“It’s expensive to be poor,” Shlachter says.

Bad Credit

The biggest eye-opener, they say, has been finding so many capable people banished to poverty by a stupid mistake, like getting busted for drugs. Weissman and Shlachter hire those people as managers, with, they say, excellent results. They give them incentives for collecting 100 percent of the rents on time and for finding tenants for vacant sites.

“Nothing makes us happier than cutting bonus checks,” Weissman says.

Frank Rolfe and his partner, Dave Reynolds -- Frank and Dave, as they’re known in the industry -- say the 20 percent return many parks throw off annually is enough to get the genteel set over the idea of owning a community of ramshackle double-wides -- extra-wide trailers that have to be transported in halves.

Rolfe and Reynolds own 100 parks in 16 states and also run the Mobile Home University, an academy that holds three-day boot camps for aspiring trailer lords for $1,999 a person. An increasing number of his students, Rolfe says, are bankers and engineers.

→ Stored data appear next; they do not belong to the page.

//! Session lifecycle states and the transition graph between them.

use std::fmt;

use serde::{Deserialize, Serialize};

/// Lifecycle state of a diagnostic session.
///
/// ```text
/// Idle ──begin──▶ Scanning ──device found──▶ Connected ──subscribed──▶ Listening
///                    │                          │  │                      │
///                    └────────▶ Failed ◀────────┘  └──▶ Disconnected ◀────┘
/// ```
///
/// `Disconnected` and `Failed` both re-enter `Scanning` on the next `begin()`.
#[derive(Debug, Clone, PartialEq, Eq, Serialize, Deserialize)]
#[serde(tag = "state", content = "reason", rename_all = "snake_case")]
pub enum SessionState {
    Idle,
    Scanning,
    Connected,
    Listening,
    Disconnected,
    Failed(FailureReason),
}

impl SessionState {
    /// Whether `begin()` may start a new attempt from this state.
    pub fn can_begin(&self) -> bool {
        matches!(
            self,
            SessionState::Idle | SessionState::Disconnected | SessionState::Failed(_)
        )
    }

    /// Whether a device handle is held in this state.
    pub fn is_connected(&self) -> bool {
        matches!(self, SessionState::Connected | SessionState::Listening)
    }

    /// Whether the edge `self -> next` exists in the lifecycle graph.
    pub fn can_transition_to(&self, next: &SessionState) -> bool {
        use SessionState::*;
        match (self, next) {
            (Idle | Disconnected | Failed(_), Scanning) => true,
            (Scanning, Connected | Failed(_)) => true,
            (Connected, Listening | Disconnected | Failed(_)) => true,
            (Listening, Disconnected) => true,
            _ => false,
        }
    }

    pub fn name(&self) -> &'static str {
        match self {
            SessionState::Idle => "idle",
            SessionState::Scanning => "scanning",
            SessionState::Connected => "connected",
            SessionState::Listening => "listening",
            SessionState::Disconnected => "disconnected",
            SessionState::Failed(_) => "failed",
        }
    }
}

impl fmt::Display for SessionState {
    fn fmt(&self, f: &mut fmt::Formatter<'_>) -> fmt::Result {
        match self {
            SessionState::Failed(reason) => write!(f, "failed ({reason})"),
            other => f.write_str(other.name()),
        }
    }
}

/// Why a session ended up in `Failed`.
#[derive(Debug, Clone, PartialEq, Eq, Serialize, Deserialize)]
#[serde(tag = "kind", content = "detail", rename_all = "snake_case")]
pub enum FailureReason {
    /// No compatible wireless transport on this host.
    UnsupportedEnvironment,
    /// The user declined or cancelled device selection.
    SelectionCancelled,
    /// The selected device does not expose a GATT server.
    NoGatt,
    /// The link could not be opened.
    ConnectionRefused(String),
    /// Service discovery failed after the link was opened.
    Discovery(String),
    /// Any other transport-level failure.
    Transport(String),
}

impl fmt::Display for FailureReason {
    fn fmt(&self, f: &mut fmt::Formatter<'_>) -> fmt::Result {
        match self {
            FailureReason::UnsupportedEnvironment => {
                f.write_str("no compatible Bluetooth transport available")
            }
            FailureReason::SelectionCancelled => f.write_str("device selection was cancelled"),
            FailureReason::NoGatt => f.write_str("device does not support GATT connections"),
            FailureReason::ConnectionRefused(msg) => write!(f, "connection refused: {msg}"),
            FailureReason::Discovery(msg) => write!(f, "service discovery failed: {msg}"),
            FailureReason::Transport(msg) => f.write_str(msg),
        }
    }
}

/// Status lines reported alongside state changes.
pub mod status {
    use super::FailureReason;

    pub const READY: &str = "Ready to connect";
    pub const UNSUPPORTED: &str = "Bluetooth is not supported in this environment";
    pub const SEARCHING: &str = "Searching for diagnostic device...";
    pub const RECEIVING: &str = "Receiving data...";
    pub const NO_NOTIFY_CHANNELS: &str =
        "Connected, but no notifying characteristics were found";
    pub const DISCONNECTED: &str = "Disconnected";
    pub const LINK_LOST: &str = "Device connection lost";
    pub const CLEARED: &str = "Codes cleared";

    pub fn connected_to(name: Option<&str>) -> String {
        format!("Connected to: {}", name.unwrap_or("Unknown device"))
    }

    pub fn error(reason: &FailureReason) -> String {
        match reason {
            FailureReason::UnsupportedEnvironment => UNSUPPORTED.to_string(),
            other => format!("Error: {other}"),
        }
    }
}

The beauty of a trailer park -- for its owner, anyway -- is that once a tenant trucks a home to a site, then lowers it onto a pad, as it’s known in the business, and hooks up to the electricity and septic systems, he’s unlikely to leave. It costs at least $5,000 to move a home, a sum that trailer dwellers rarely accumulate more than once, Rolfe says.

“We’re like a Waffle House where everyone is chained to the booths.”

Tech Refugee

One of Rolfe’s former pupils is Jefferson Lilly, who has an MBA from the University of Pennsylvania’s Wharton School and is a former Bain & Co. consultant. Lilly, 46, spent 10 years selling software for various tech firms, including MBlox Inc., a company that makes mobile-phone texting systems. Then he got sick of it. In March 2007, after countless hours of prospecting, he found, on EBay, a 66-pad park in Slaughterville, Oklahoma, 1,600 miles (2,600 kilometers) from his apartment in San Francisco.